Our study shows that the unitig sequences which are very important features for high-level of resistance in N. gonorrhoeae against different antibiotics were truly selected by five models for each antibiotic. For MIC prediction of azithromycin, 9 regression models predicted same unitig which is responsible for resistance. Similarly, 5 regression models predicted the specific unitig that is responsible for the cefixime resistance. Moreover, in case of ciprofloxacin, 7 models predicted the important resistance determinant unitig that is causing high level of resistance in gonorrhoeae and similar results were obtained by other studies for different bacterial species using MIC predictive models (Tan et al., 2021).

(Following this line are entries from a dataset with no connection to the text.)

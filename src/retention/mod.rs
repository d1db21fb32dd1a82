//! Deciding which log indices have outlived their retention.
//!
//! [`classify`] turns raw index names into dated [`IndexDescriptor`]s and [`evaluate`]
//! decides, one descriptor at a time, whether the index should go.
//!
//! [`IndexDescriptor`]: crate::models::IndexDescriptor

mod classifier;
mod error;
mod evaluator;
mod policy;

pub use classifier::{classify, classify_one, Classified};
pub use error::InvalidDateError;
pub use evaluator::{evaluate, Decision};
pub use policy::{RetentionPolicy, DEFAULT_MAX_AGE_DAYS};
use std::fmt::Display;

use chrono::NaiveDate;
use serde::{Deserialize, Serialize};

/// A log index recognised by name, with the date embedded in that name.
#[derive(Clone, Debug, PartialEq, Eq, Deserialize, Serialize)]
pub struct IndexDescriptor {
    pub name: String,
    pub timestamp: NaiveDate,
}

impl IndexDescriptor {
    pub fn new(name: impl Into<String>, timestamp: NaiveDate) -> IndexDescriptor {
        IndexDescriptor {
            name: name.into(),
            timestamp,
        }
    }

    /// Negative for future-dated indices.
    pub fn age_days(&self, today: NaiveDate) -> i64 {
        (today - self.timestamp).num_days()
    }
}

impl Display for IndexDescriptor {
    fn fmt(&self, f: &mut std::fmt::Formatter<'_>) -> std::fmt::Result {
        write!(f, "{} ({})", self.name, self.timestamp)
    }
}
use std::time::Duration;

use anyhow::Result;
use clap::{ArgAction, Parser, Subcommand};
use logpurge::{
    actions::Actions,
    configuration::{parse_toggle, Configuration},
    retention::{RetentionPolicy, DEFAULT_MAX_AGE_DAYS},
};
use tracing_subscriber::EnvFilter;
use url::Url;

/// Deletes dated filebeat and logstash indices once they outlive their retention.
#[derive(Parser, Debug)]
#[command(version, about, long_about = None)]
struct Args {
    /// Cluster endpoint, e.g. http://localhost:9200
    #[arg(long, env = "ES_HOST")]
    cluster: Url,

    /// Days to keep a log index; older ones are deleted
    #[arg(long, env = "MAX_AGE", default_value_t = DEFAULT_MAX_AGE_DAYS)]
    max_age: u32,

    /// Actually delete expired indices instead of only logging them
    #[arg(
        long,
        env = "ALLOW_DELETE",
        default_value = "false",
        default_missing_value = "true",
        num_args = 0..=1,
        require_equals = true,
        value_parser = parse_toggle,
        action = ArgAction::Set
    )]
    allow_delete: bool,

    /// Per-request timeout in seconds
    #[arg(
        long,
        env = "REQUEST_TIMEOUT",
        default_value_t = 30,
        value_parser = clap::value_parser!(u64).range(1..)
    )]
    timeout: u64,

    #[command(subcommand)]
    command: Option<Commands>,
}

#[derive(Subcommand, Debug, Clone, Copy, PartialEq, Eq)]
enum Commands {
    /// Run one retention pass (the default)
    Purge,
    /// Show every log index with its age, without deleting anything
    List {
        /// Print as JSON instead of tab-separated lines
        #[arg(long)]
        json: bool,
    },
    /// Show which cluster the endpoint points at
    Info,
}

impl Args {
    fn configuration(&self) -> Result<Configuration> {
        let config = Configuration::builder()
            .cluster(self.cluster.clone())
            .policy(RetentionPolicy::new(self.max_age, self.allow_delete))
            .request_timeout(Duration::from_secs(self.timeout))
            .build();
        config.validate()?;
        Ok(config)
    }
}

#[tokio::main]
async fn main() -> Result<()> {
    tracing_subscriber::fmt()
        .with_env_filter(
            EnvFilter::try_from_default_env().unwrap_or_else(|_| EnvFilter::new("info")),
        )
        .init();
    let cli = Args::parse();
    let actions = Actions::new(cli.configuration()?)?;
    let today = chrono::Local::now().date_naive();

    match cli.command.unwrap_or(Commands::Purge) {
        Commands::Purge => {
            actions.purge(today).await?;
        }
        Commands::List { json } => {
            let ages = actions.list(today).await?;
            if json {
                println!("{}", serde_json::to_string_pretty(&ages)?);
            } else {
                for index in ages {
                    println!("{}", index);
                }
            }
        }
        Commands::Info => println!("{}", actions.info().await?),
    }
    Ok(())
}
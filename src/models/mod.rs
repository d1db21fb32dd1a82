mod cat;
mod cluster;
mod index;

pub use cat::CatIndex;
pub use cluster::{ClusterInfo, ClusterVersion};
pub use index::IndexDescriptor;
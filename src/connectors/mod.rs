pub mod connection;
pub mod http;
//! Position records owned by the ledger.

use chrono::NaiveDateTime;
use std::fmt;

use super::signal::Direction;

pub type PositionId = u64;

#[derive(Debug, Clone, Copy, PartialEq, Eq)]
pub enum PositionStatus {
    /// Submitted but the broker has not confirmed the fill.
    Pending,
    Open,
    Closed,
}

impl PositionStatus {
    pub fn as_str(&self) -> &'static str {
        match self {
            PositionStatus::Pending => "pending",
            PositionStatus::Open => "open",
            PositionStatus::Closed => "closed",
        }
    }
}

impl fmt::Display for PositionStatus {
    fn fmt(&self, f: &mut fmt::Formatter<'_>) -> fmt::Result {
        f.write_str(self.as_str())
    }
}

#[derive(Debug, Clone, Copy, PartialEq, Eq)]
pub enum ExitReason {
    StopLoss,
    TakeProfit,
    OpposingSignal,
    Manual,
}

impl fmt::Display for ExitReason {
    fn fmt(&self, f: &mut fmt::Formatter<'_>) -> fmt::Result {
        let s = match self {
            ExitReason::StopLoss => "stop_loss",
            ExitReason::TakeProfit => "take_profit",
            ExitReason::OpposingSignal => "opposing_signal",
            ExitReason::Manual => "manual",
        };
        f.write_str(s)
    }
}

/// Everything needed to open a position, as approved by the risk manager.
#[derive(Debug, Clone, PartialEq)]
pub struct OpenParams {
    pub instrument: String,
    pub direction: Direction,
    pub entry_price: f64,
    pub volume: f64,
    pub stop_loss: f64,
    pub take_profit: f64,
    pub contract_size: f64,
}

impl OpenParams {
    pub fn stop_distance(&self) -> f64 {
        (self.entry_price - self.stop_loss).abs()
    }

    /// Money lost if the stop is hit.
    pub fn risk(&self) -> f64 {
        position_risk(
            self.direction,
            self.entry_price,
            self.stop_loss,
            self.volume,
            self.contract_size,
        )
    }
}

/// Loss at the stop. Zero once the stop has moved past the entry.
pub fn position_risk(
    direction: Direction,
    entry_price: f64,
    stop_loss: f64,
    volume: f64,
    contract_size: f64,
) -> f64 {
    let per_unit = (entry_price - stop_loss) * direction.sign();
    per_unit.max(0.0) * volume * contract_size
}

#[derive(Debug, Clone, PartialEq)]
pub struct Position {
    pub id: PositionId,
    pub instrument: String,
    pub direction: Direction,
    pub entry_price: f64,
    pub volume: f64,
    pub stop_loss: f64,
    pub take_profit: f64,
    pub contract_size: f64,
    pub opened_at: NaiveDateTime,
    pub status: PositionStatus,
    /// Allocated risk, kept in sync with `stop_loss`.
    pub risk: f64,
    pub broker_ref: Option<String>,
    pub entry_commission: f64,
}

impl Position {
    pub fn is_active(&self) -> bool {
        self.status != PositionStatus::Closed
    }

    pub fn unrealized_pnl(&self, price: f64) -> f64 {
        (price - self.entry_price) * self.direction.sign() * self.volume * self.contract_size
    }

    /// Signed volume: positive for longs, negative for shorts.
    pub fn net_volume(&self) -> f64 {
        self.volume * self.direction.sign()
    }

    pub fn should_stop_loss(&self, price: f64) -> bool {
        if self.stop_loss == 0.0 {
            return false;
        }
        match self.direction {
            Direction::Long => price <= self.stop_loss,
            Direction::Short => price >= self.stop_loss,
            Direction::Flat => false,
        }
    }

    pub fn should_take_profit(&self, price: f64) -> bool {
        if self.take_profit == 0.0 {
            return false;
        }
        match self.direction {
            Direction::Long => price >= self.take_profit,
            Direction::Short => price <= self.take_profit,
            Direction::Flat => false,
        }
    }

    /// True if `stop` is strictly tighter than the current stop.
    pub fn tightens(&self, stop: f64) -> bool {
        match self.direction {
            Direction::Long => stop > self.stop_loss,
            Direction::Short => stop < self.stop_loss,
            Direction::Flat => false,
        }
    }
}

#[derive(Debug, Clone, PartialEq)]
pub struct ClosedPosition {
    pub position: Position,
    pub exit_price: f64,
    pub closed_at: NaiveDateTime,
    /// Net of commissions on both sides.
    pub realized_pnl: f64,
    pub reason: ExitReason,
}

#[cfg(test)]
mod tests {
    use super::*;
    use approx::assert_relative_eq;
    use chrono::NaiveDate;

    fn opened_at() -> NaiveDateTime {
        NaiveDate::from_ymd_opt(2024, 1, 15)
            .unwrap()
            .and_hms_opt(9, 0, 0)
            .unwrap()
    }

    fn sample_long_position() -> Position {
        Position {
            id: 1,
            instrument: "EURUSD".into(),
            direction: Direction::Long,
            entry_price: 1.1000,
            volume: 1.0,
            stop_loss: 1.0950,
            take_profit: 1.1100,
            contract_size: 100_000.0,
            opened_at: opened_at(),
            status: PositionStatus::Open,
            risk: 500.0,
            broker_ref: None,
            entry_commission: 0.0,
        }
    }

    fn sample_short_position() -> Position {
        Position {
            direction: Direction::Short,
            stop_loss: 1.1050,
            take_profit: 1.0900,
            ..sample_long_position()
        }
    }

    #[test]
    fn unrealized_pnl_long() {
        let pos = sample_long_position();
        assert_relative_eq!(pos.unrealized_pnl(1.1010), 100.0, epsilon = 1e-6);
    }

    #[test]
    fn unrealized_pnl_short() {
        let pos = sample_short_position();
        assert_relative_eq!(pos.unrealized_pnl(1.1010), -100.0, epsilon = 1e-6);
    }

    #[test]
    fn stop_and_target_long() {
        let pos = sample_long_position();
        assert!(pos.should_stop_loss(1.0950));
        assert!(!pos.should_stop_loss(1.0960));
        assert!(pos.should_take_profit(1.1100));
        assert!(!pos.should_take_profit(1.1099));
    }

    #[test]
    fn stop_and_target_short() {
        let pos = sample_short_position();
        assert!(pos.should_stop_loss(1.1060));
        assert!(!pos.should_stop_loss(1.1040));
        assert!(pos.should_take_profit(1.0890));
    }

    #[test]
    fn zero_stop_never_triggers() {
        let mut pos = sample_long_position();
        pos.stop_loss = 0.0;
        pos.take_profit = 0.0;
        assert!(!pos.should_stop_loss(0.5));
        assert!(!pos.should_take_profit(5.0));
    }

    #[test]
    fn tightening_direction() {
        let long = sample_long_position();
        assert!(long.tightens(1.0960));
        assert!(!long.tightens(1.0940));
        let short = sample_short_position();
        assert!(short.tightens(1.1040));
        assert!(!short.tightens(1.1060));
    }

    #[test]
    fn risk_is_zero_once_stop_passes_entry() {
        assert_relative_eq!(
            position_risk(Direction::Long, 1.1, 1.095, 1.0, 100_000.0),
            500.0,
            epsilon = 1e-6
        );
        assert_eq!(position_risk(Direction::Long, 1.1, 1.11, 1.0, 100_000.0), 0.0);
        assert_relative_eq!(
            position_risk(Direction::Short, 1.1, 1.105, 2.0, 100_000.0),
            1000.0,
            epsilon = 1e-6
        );
    }

    #[test]
    fn status_names() {
        assert_eq!(PositionStatus::Pending.to_string(), "pending");
        assert_eq!(ExitReason::OpposingSignal.to_string(), "opposing_signal");
    }
}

This establishes that the important features obtained from our models may help to understand the reasons for the development of resistance in gonorrhoeae. Moreover, these three antibiotics belongs to different classes of antibiotics. Azithromycin belongs to macrolides, ciprofloxacin belongs to fluoroquinolones and cefixime belongs to cephalosporin class of antibiotics. Thus, the unitigs selected by our predictive models should be considered when determining their MICs.

Among 35 used ML models, some of them had lower accuracy while predicting MICs. The machine learning modelling requires adequate input data to train the ML models to form a training dataset and a “testing dataset” to assess the performance of the model (Macesic et al., 2017, Li et al., 2020). Among the three antibiotics, the resistant background of N. gonorrhoeae was different for each drug, therefore, after randomly split the limited data into training dataset or testing dataset, different ML models could not have enough to learn from the training dataset and therefore lead to a relative lower accuracy while predicting the testing set of the model.

5. Conclusions

In summary, our used models predicted the MICs which are close to real MIC values of these antibiotics. Moreover, there can be a lot of resistant genes in gonorrhoeae that can be missed in the predictive models but this study can help to annotate and study novel resistant hypothetical genes. The 35 used models, being trained exclusively on the presence-absence of the unitigs and MIC values, demonstrate promising performance in our study. Moreover, currently we have used publicly available collections of gonorrhoeae genomes with MIC data from different countries. Since the resistant gene content may vary across pathogen populations, validation of the gonorrhoeae models using strains from different countries is important to its application in global health. Additionally, in clinical practice while prescriptions, machine learning based prediction models can perform well by selecting important feature values and can meaningfully improve detection efficiency compared to experimental methods of measuring MIC values, providing doctors with a faster access to information on drug resistance profile of the patient for drug prescription and administration. This will im-prove the usefulness of antibiotic, avoiding future resistance and allowing patients to take medication promptly and finally reducing the time and cost of the laboratory experiment.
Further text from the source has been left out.